Comme Une Passion dans le désert, El Verdugo (le Bourreau, pour ceux qui ne comprennent pas le castillan) est une simple nouvelle où le talent extraordinaire de Balzac a su condenser en trois pages la matière de cent drames. Nos lecteurs concevront sans peine qu'il soit impossible de leur tracer en une seule phrase réduite la scène de l'exécution des Léganès. Aucun mot n'est assez fort dans notre langue pour en juger exactement l'effet. C'est indescriptible.
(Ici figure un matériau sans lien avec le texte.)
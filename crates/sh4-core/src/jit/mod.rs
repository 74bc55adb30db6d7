//! Block translation front end.
//!
//! Guest code is translated one basic block at a time into a small
//! intermediate language. [`translate_one`] drives the per-instruction
//! emitters; [`CodeBlock`] collects the resulting ops and the block's
//! issue-cycle total. Execution of the produced blocks belongs to a
//! backend outside this crate.

pub mod il;
pub mod translate;

pub use il::{CodeBlock, IlOp};
pub use translate::{translate_block, translate_one, InstructionFetcher};
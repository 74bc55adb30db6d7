//! Fault and vectoring walk across the standard map.
//!
//! Probes a representative address set through the core facade, printing
//! the outcome of each access, then runs one miss-and-retry sequence and a
//! round of interrupt arbitration with the trace events they produce.
//!
//! ## Usage
//!
//! ```sh
//! cargo run -p sh4-core --example fault_walk
//! ```

use std::cell::RefCell;
use std::rc::Rc;

use proptest as _;
use rstest as _;
#[cfg(feature = "serde")]
use serde as _;
use sh4_core::{
    standard_map, Area0, Area0Buses, ExceptionCode, Fault, MemoryMap, PageSize, Protection, Ram,
    Rom, Sh4, StandardRegions, TlbKey, TraceEvent, TraceSink, UnmappedBus, UtlbData,
};
use thiserror as _;

#[derive(Clone, Default)]
struct SharedSink(Rc<RefCell<Vec<TraceEvent>>>);

impl SharedSink {
    fn drain(&self) -> Vec<TraceEvent> {
        self.0.borrow_mut().drain(..).collect()
    }
}

impl TraceSink for SharedSink {
    fn record(&mut self, event: TraceEvent) {
        self.0.borrow_mut().push(event);
    }
}

fn map() -> MemoryMap {
    let area0 = Area0::new(
        Rom::from_image(vec![0_u8; 0x1000]),
        Ram::new(0x2_0000),
        Area0Buses::default(),
    );
    standard_map(StandardRegions {
        on_chip: Box::new(UnmappedBus),
        area0,
        system_ram: Ram::new(0x10_0000),
        tex64: Box::new(UnmappedBus),
        tex32: Box::new(UnmappedBus),
        ta_fifo: Box::new(UnmappedBus),
    })
    .expect("canonical table is well formed")
}

fn describe(result: Result<u32, Fault>) -> String {
    match result {
        Ok(value) => format!("ok {value:#010x}"),
        Err(fault) => format!("fault: {fault}"),
    }
}

fn probe_physical(cpu: &mut Sh4) -> Vec<(u32, &'static str, String)> {
    let probes: [(u32, &'static str); 6] = [
        (0x8C00_0000, "system RAM, cached view"),
        (0xA000_0000, "boot ROM, uncached view"),
        (0xE000_0000, "on-chip window, no bus wired"),
        (0x1800_0000, "hole between external areas"),
        (0x057F_FFFD, "last bytes of the 32-bit texture window"),
        (0x0000_1000, "boot ROM past this demo's image"),
    ];
    probes
        .iter()
        .map(|(addr, label)| (*addr, *label, describe(cpu.read_phys::<u32>(*addr))))
        .collect()
}

fn miss_and_retry(cpu: &mut Sh4, sink: &SharedSink) {
    cpu.mmu_mut().set_address_translation(true);
    cpu.registers_mut().set_vbr(0x8C00_8000);

    println!("\nfetch 0x00401000 with an empty second level:");
    println!("  {}", describe(cpu.fetch_word(0x0040_1000).map(u32::from)));
    println!(
        "  expevt {:#05x}, pc {:#010x}",
        cpu.registers().expevt(),
        cpu.registers().pc()
    );

    cpu.write_phys::<u16>(0x0C00_2000, 0x0009)
        .expect("backing page is mapped RAM");
    cpu.mmu_mut()
        .install_utlb(
            0,
            TlbKey::valid(0x0040_1000, 0),
            UtlbData {
                ppn: 0x0C00_2000,
                size: PageSize::FourKiB,
                shared: false,
                cacheable: true,
                protection: Protection::ReadWrite,
                space_attr: 0,
                timing_class: false,
                dirty: true,
            },
        )
        .expect("slot 0 is within the table");

    println!("fetch again with the mapping installed:");
    println!("  {}", describe(cpu.fetch_word(0x0040_1000).map(u32::from)));

    for event in sink.drain() {
        println!("  trace {event:?}");
    }
}

fn arbitrate(cpu: &mut Sh4, sink: &SharedSink) {
    println!("\nlatch timer, serial, and non-maskable interrupts:");
    cpu.latch_interrupt(ExceptionCode::Tmu0Underflow);
    cpu.latch_interrupt(ExceptionCode::ScifReceiveFull);
    cpu.latch_interrupt(ExceptionCode::Nmi);

    loop {
        let mut sr = cpu.registers().sr();
        sr.set_exceptions_blocked(false);
        cpu.registers_mut().set_sr(sr);
        let Some(code) = cpu.service_pending() else {
            break;
        };
        println!(
            "  serviced {code:?}, intevt {:#05x}",
            cpu.registers().intevt()
        );
    }

    for event in sink.drain() {
        println!("  trace {event:?}");
    }
}

fn main() {
    let sink = SharedSink::default();
    let mut cpu = Sh4::with_trace_sink(map(), Box::new(sink.clone()));

    println!("physical probes:");
    for (addr, label, outcome) in probe_physical(&mut cpu) {
        println!("  {addr:#010x} {label:<42} {outcome}");
    }

    miss_and_retry(&mut cpu, &sink);
    arbitrate(&mut cpu, &sink);
}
Il y a là une sympathique physionomie d'officier français, celle du chef de bataillon Victor Marchand, fils de bourgeois parisiens, qui forme un beau contraste avec le caractère d'une des filles du marquis espagnol, Clara. Les deux jeunes gens s'aiment. Marchand veut sauver la vie de la fière Espagnole, et celle-ci refuse. Le caractère exceptionnel de la guerre d'Espagne, avec ses héroïsmes et ses crimes, se résume dans El Verdugo. Le parricide obligé du jeune Léganès est une horrible monstruosité, mais il définit bien dans son exagération jusqu'à quelles extrémités l'orgueil humain peut conduire des hommes. La férocité du général français n'est excusable que par l'incroyable haine de pareils ennemis.

Bref, le conte El Verdugo vaut un volume de six cents pages. Nous doutons fort que le meilleur des descendants actuels de Balzac et de Mérimée, M. Guy de Maupassant, qui excelle à dire beaucoup de choses dans de brèves chroniques, ait encore produit l'équivalent. Comme style, El Verdugo ainsi que Adieu, valent les joyaux littéraires les plus richement ornés, les plus artistement travaillés qu'ait créés la plume de Mérimée. Mais, entre Balzac et l'auteur du Théâtre de Clara Gazul, il y a cette différence que, si ce dernier écrit mieux, si la nervure de sa conception est plus élégante, Balzac le dépasse dans l'art de provoquer par la puissance de l'idée chez le lecteur, spectateur du tableau exposé, cette sorte de trouble subit qui semble une véritable émeute des sensations intimes de l'être, accourues en

foule à l'appel du poète. Si Mérimée est plus fin, Balzac est plus fort. Mérimée et Balzac sont les grands maîtres du réalisme, et celui des deux qui n'a pas été académicien dépasse l'autre d'une assez grande hauteur.

Les Marana, originaires d'Italie, sont, dans leur genre, dignes des Léganès. Deux histoires distinctes se succèdent dans ce livre, dont la deuxième seule contient l'application d'une idée philosophique le sentiment de l'honneur de la famille poussant une jeune femme à tuer un mari voleur.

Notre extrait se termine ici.